All my favorite music comes from russia or soviet bloc!


----------



## Taneyev

Same with me. And for violin fans, try to find v.c.No.1 by the Georgian Otar Taktakishvilii. IMO one of the most
beautiful neo-romantic works of the past century. And don't forget the huge Taneyev's Suite for violin and orch.


----------



## Aramis

Listened to his piano trio in C today. Nice stuff.


----------



## emiellucifuge

I cannot disagree with the fact that he is perhaps the greatest orchestrater ever.

I also think he was a good tune writer, though it didnt come out often. Scheherazade is the best example, the melodies are fantastic.


----------



## Sebastien Melmoth

Has anyone heard Rimsky's Trombone Concerto?

Heard Glier's Harp Concerto the other evening: it was amazing!


----------



## bassClef

Sebastien Melmoth said:


> Has anyone heard Rimsky's Trombone Concerto?
> 
> Heard Glier's Harp Concerto the other evening: it was amazing!


I used to play Rimsky's trombone concerto - pretty difficult (well, at the level I got to which wasn't professional).
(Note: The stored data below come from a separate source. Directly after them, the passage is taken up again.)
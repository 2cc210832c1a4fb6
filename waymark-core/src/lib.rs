//! Waymark Core
//!
//! Platform-independent layout engine that turns a position and a heading
//! into a radial set of pointers toward known landmarks, and decides which
//! landmark is currently pointed at.
//!
//! This crate does no I/O and does not log. Sensor acquisition, timers,
//! drawing and audio playback belong to the embedding application, which
//! drives a [`PointerEngine`] and renders the resulting [`Frame`]s.
//!
//! # Pipeline
//!
//! ```text
//! Landmark + position ──► Observation (distance, bearing)
//!            heading ──► RelativeAngle
//!                          │
//!                 CircularClusterer ──► Cluster
//!                          │
//!                   ClusterLayout ──► DisplayAssignment
//!                          │
//!                  RadarProjector ──► ProjectedSegment
//!                          │
//!               AlignmentDetector ──► Frame
//! ```

pub mod alignment;
pub mod audio;
pub mod catalog;
pub mod cluster;
pub mod config;
pub mod engine;
pub mod frame;
pub mod geo;
pub mod landmark;
pub mod layout;
pub mod projector;
pub mod state;

pub use alignment::{AlignedGroup, AlignmentDetector, AlignmentPolicy};
pub use audio::{AudioAction, AudioCueTracker};
pub use catalog::{parse_catalog, Catalog, CatalogWarning};
pub use cluster::{CircularClusterer, Cluster, ClusterStrategy};
pub use config::{ConfigError, RadarConfig};
pub use engine::{PointerEngine, TickOutcome};
pub use frame::{DrawCommand, Frame, FrameBuilder, ProjectedSegment, SegmentStyle};
pub use landmark::{GeoPoint, Landmark, LandmarkId, Observation, RelativeAngle};
pub use layout::{ClusterLayout, DisplayAssignment};
pub use projector::{Projection, RadarBounds, RadarProjector};
pub use state::{FixPolicy, PositionFix, SensorChange, SensorError, SensorUpdate};
//! Pointer Engine
//!
//! Owns everything that changes over time: the sensor state, the cached
//! observations and the refresh throttle. The caller is a single
//! dispatcher that feeds sensor updates in and calls [`PointerEngine::tick`]
//! at a fixed interval.
//!
//! ```rust,ignore
//! let mut engine = PointerEngine::new(config, catalog.landmarks, now_ms())?;
//!
//! engine.apply(SensorUpdate::Heading(92.0), now_ms())?;
//!
//! if let TickOutcome::Rebuilt(frame) = engine.tick(now_ms()) {
//!     renderer.draw(&frame.draw_commands());
//! }
//! ```

use std::sync::Arc;

use crate::config::{ConfigError, RadarConfig};
use crate::frame::{Frame, FrameBuilder};
use crate::landmark::{observe_all, Landmark, Observation};
use crate::state::{
    RefreshThrottle, SensorChange, SensorError, SensorSnapshot, SensorState, SensorUpdate,
};

/// Result of one tick
#[derive(Debug, Clone, PartialEq)]
pub enum TickOutcome {
    /// A new frame was built
    Rebuilt(Frame),
    /// Too soon after the previous rebuild
    Throttled,
    /// Position or heading not known yet
    AwaitingSensors,
}

/// Stateful driver of the layout pipeline
#[derive(Debug)]
pub struct PointerEngine {
    config: RadarConfig,
    landmarks: Arc<[Landmark]>,
    builder: FrameBuilder,
    state: SensorState,
    throttle: RefreshThrottle,
    /// Observations for the current position, refreshed on position change
    observations: Vec<Observation>,
}

impl PointerEngine {
    /// Create an engine. Fails if the configuration is invalid.
    pub fn new(
        config: RadarConfig,
        landmarks: impl Into<Arc<[Landmark]>>,
        now_ms: u64,
    ) -> Result<Self, ConfigError> {
        config.validate()?;

        Ok(PointerEngine {
            builder: FrameBuilder::new(&config),
            state: SensorState::new(config.fix, now_ms),
            throttle: RefreshThrottle::new(config.refresh_interval_ms),
            landmarks: landmarks.into(),
            observations: Vec::new(),
            config,
        })
    }

    pub fn config(&self) -> &RadarConfig {
        &self.config
    }

    /// Shared read-only catalog
    pub fn landmarks(&self) -> &Arc<[Landmark]> {
        &self.landmarks
    }

    pub fn observations(&self) -> &[Observation] {
        &self.observations
    }

    pub fn snapshot(&self) -> Option<SensorSnapshot> {
        self.state.snapshot()
    }

    /// Apply a sensor update. Observations are recomputed when the
    /// position changes.
    pub fn apply(&mut self, update: SensorUpdate, now_ms: u64) -> Result<SensorChange, SensorError> {
        let change = self.state.apply(update, now_ms)?;
        if change == SensorChange::Position {
            if let Some(fix) = self.state.position() {
                self.observations = observe_all(&self.landmarks, &fix.point);
            }
        }
        Ok(change)
    }

    /// See [`SensorState::take_fix_overdue`]
    pub fn take_fix_overdue(&mut self, now_ms: u64) -> bool {
        self.state.take_fix_overdue(now_ms)
    }

    /// Rebuild the frame if both sensors are known and the refresh
    /// interval has passed. Never blocks.
    pub fn tick(&mut self, now_ms: u64) -> TickOutcome {
        let Some(snapshot) = self.state.snapshot() else {
            return TickOutcome::AwaitingSensors;
        };
        if !self.throttle.ready(now_ms) {
            return TickOutcome::Throttled;
        }

        TickOutcome::Rebuilt(self.build(snapshot, now_ms))
    }

    /// Build a frame now, ignoring the refresh interval. Used for the last
    /// frame when the sensor sources have ended.
    pub fn rebuild(&mut self, now_ms: u64) -> Option<Frame> {
        let snapshot = self.state.snapshot()?;
        self.throttle.mark(now_ms);
        Some(self.build(snapshot, now_ms))
    }

    fn build(&self, snapshot: SensorSnapshot, now_ms: u64) -> Frame {
        self.builder.build(
            &self.landmarks,
            &self.observations,
            snapshot.heading_deg,
            now_ms,
        )
    }
}

#[cfg(test)]
mod tests {
    use super::*;
    use crate::landmark::{GeoPoint, LandmarkId};
    use crate::state::PositionFix;

    fn engine() -> PointerEngine {
        let landmarks = vec![
            Landmark::new(LandmarkId(0), "North", GeoPoint::new(1.0, 0.0)),
            Landmark::new(LandmarkId(1), "East", GeoPoint::new(0.0, 1.0)),
        ];
        PointerEngine::new(RadarConfig::default(), landmarks, 0).unwrap()
    }

    fn position(lat: f64, lon: f64, timestamp_ms: u64) -> SensorUpdate {
        SensorUpdate::Position(PositionFix {
            point: GeoPoint::new(lat, lon),
            timestamp_ms,
        })
    }

    #[test]
    fn test_no_frame_before_sensors() {
        let mut engine = engine();
        assert_eq!(engine.tick(0), TickOutcome::AwaitingSensors);

        engine.apply(SensorUpdate::Heading(0.0), 0).unwrap();
        assert_eq!(engine.tick(100), TickOutcome::AwaitingSensors);
    }

    #[test]
    fn test_frame_after_sensors() {
        let mut engine = engine();
        engine.apply(position(0.0, 0.0, 0), 0).unwrap();
        engine.apply(SensorUpdate::Heading(90.0), 0).unwrap();

        let TickOutcome::Rebuilt(frame) = engine.tick(10) else {
            panic!("expected a frame");
        };
        assert_eq!(frame.heading_deg, 90.0);
        assert_eq!(frame.segments.len(), 2);
        assert_eq!(frame.aligned.unwrap().titles, vec!["East"]);
    }

    #[test]
    fn test_rebuilds_are_throttled() {
        let mut engine = engine();
        engine.apply(position(0.0, 0.0, 0), 0).unwrap();
        engine.apply(SensorUpdate::Heading(0.0), 0).unwrap();

        assert!(matches!(engine.tick(0), TickOutcome::Rebuilt(_)));
        assert_eq!(engine.tick(30), TickOutcome::Throttled);
        assert!(matches!(engine.tick(60), TickOutcome::Rebuilt(_)));

        // A forced rebuild ignores the interval but restarts it
        assert!(engine.rebuild(70).is_some());
        assert_eq!(engine.tick(125), TickOutcome::Throttled);
        assert!(matches!(engine.tick(130), TickOutcome::Rebuilt(_)));
    }

    #[test]
    fn test_rebuild_needs_sensors() {
        let mut engine = engine();
        assert!(engine.rebuild(0).is_none());
    }

    #[test]
    fn test_observations_follow_position() {
        let mut engine = engine();
        assert!(engine.observations().is_empty());

        engine.apply(position(0.0, 0.0, 0), 0).unwrap();
        let first = engine.observations()[0].distance_km;

        engine.apply(position(0.5, 0.0, 100), 100).unwrap();
        let second = engine.observations()[0].distance_km;
        assert!(second < first);

        // Heading changes leave observations alone
        engine.apply(SensorUpdate::Heading(10.0), 200).unwrap();
        assert_eq!(engine.observations()[0].distance_km, second);
    }

    #[test]
    fn test_rejected_update_keeps_state() {
        let mut engine = engine();
        engine.apply(position(0.0, 0.0, 0), 0).unwrap();
        assert!(engine.apply(position(0.5, 0.0, 0), 6_000).is_err());
        assert_eq!(engine.snapshot(), None);
        assert_eq!(engine.observations().len(), 2);
    }

    #[test]
    fn test_invalid_config_rejected() {
        let config = RadarConfig {
            cluster_spacing_deg: -1.0,
            ..Default::default()
        };
        assert!(PointerEngine::new(config, Vec::new(), 0).is_err());
    }
}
I've never heard it with full orchestra though.


----------



## Sebastien Melmoth

I now gather it's for trombone with brass band.
Rimsky was band inspector for a while it appears.


----------



## Delicious Manager

Interesting that _Sheherazade_ has been spelt in English for so many years with the unnecessary 'c' at the beginning (rather like the useless 'T' at the beginning of 'Tchaikovsky'). English seems to have favoured quasi-French and -German transliterations if words deriving in Cyrillic script instead of adopting more accurate ones of its own. Happily (for a geek like me!), _Sheherazade_ is now being spelt more and more without the offending extra 'c'. Hurrah for that!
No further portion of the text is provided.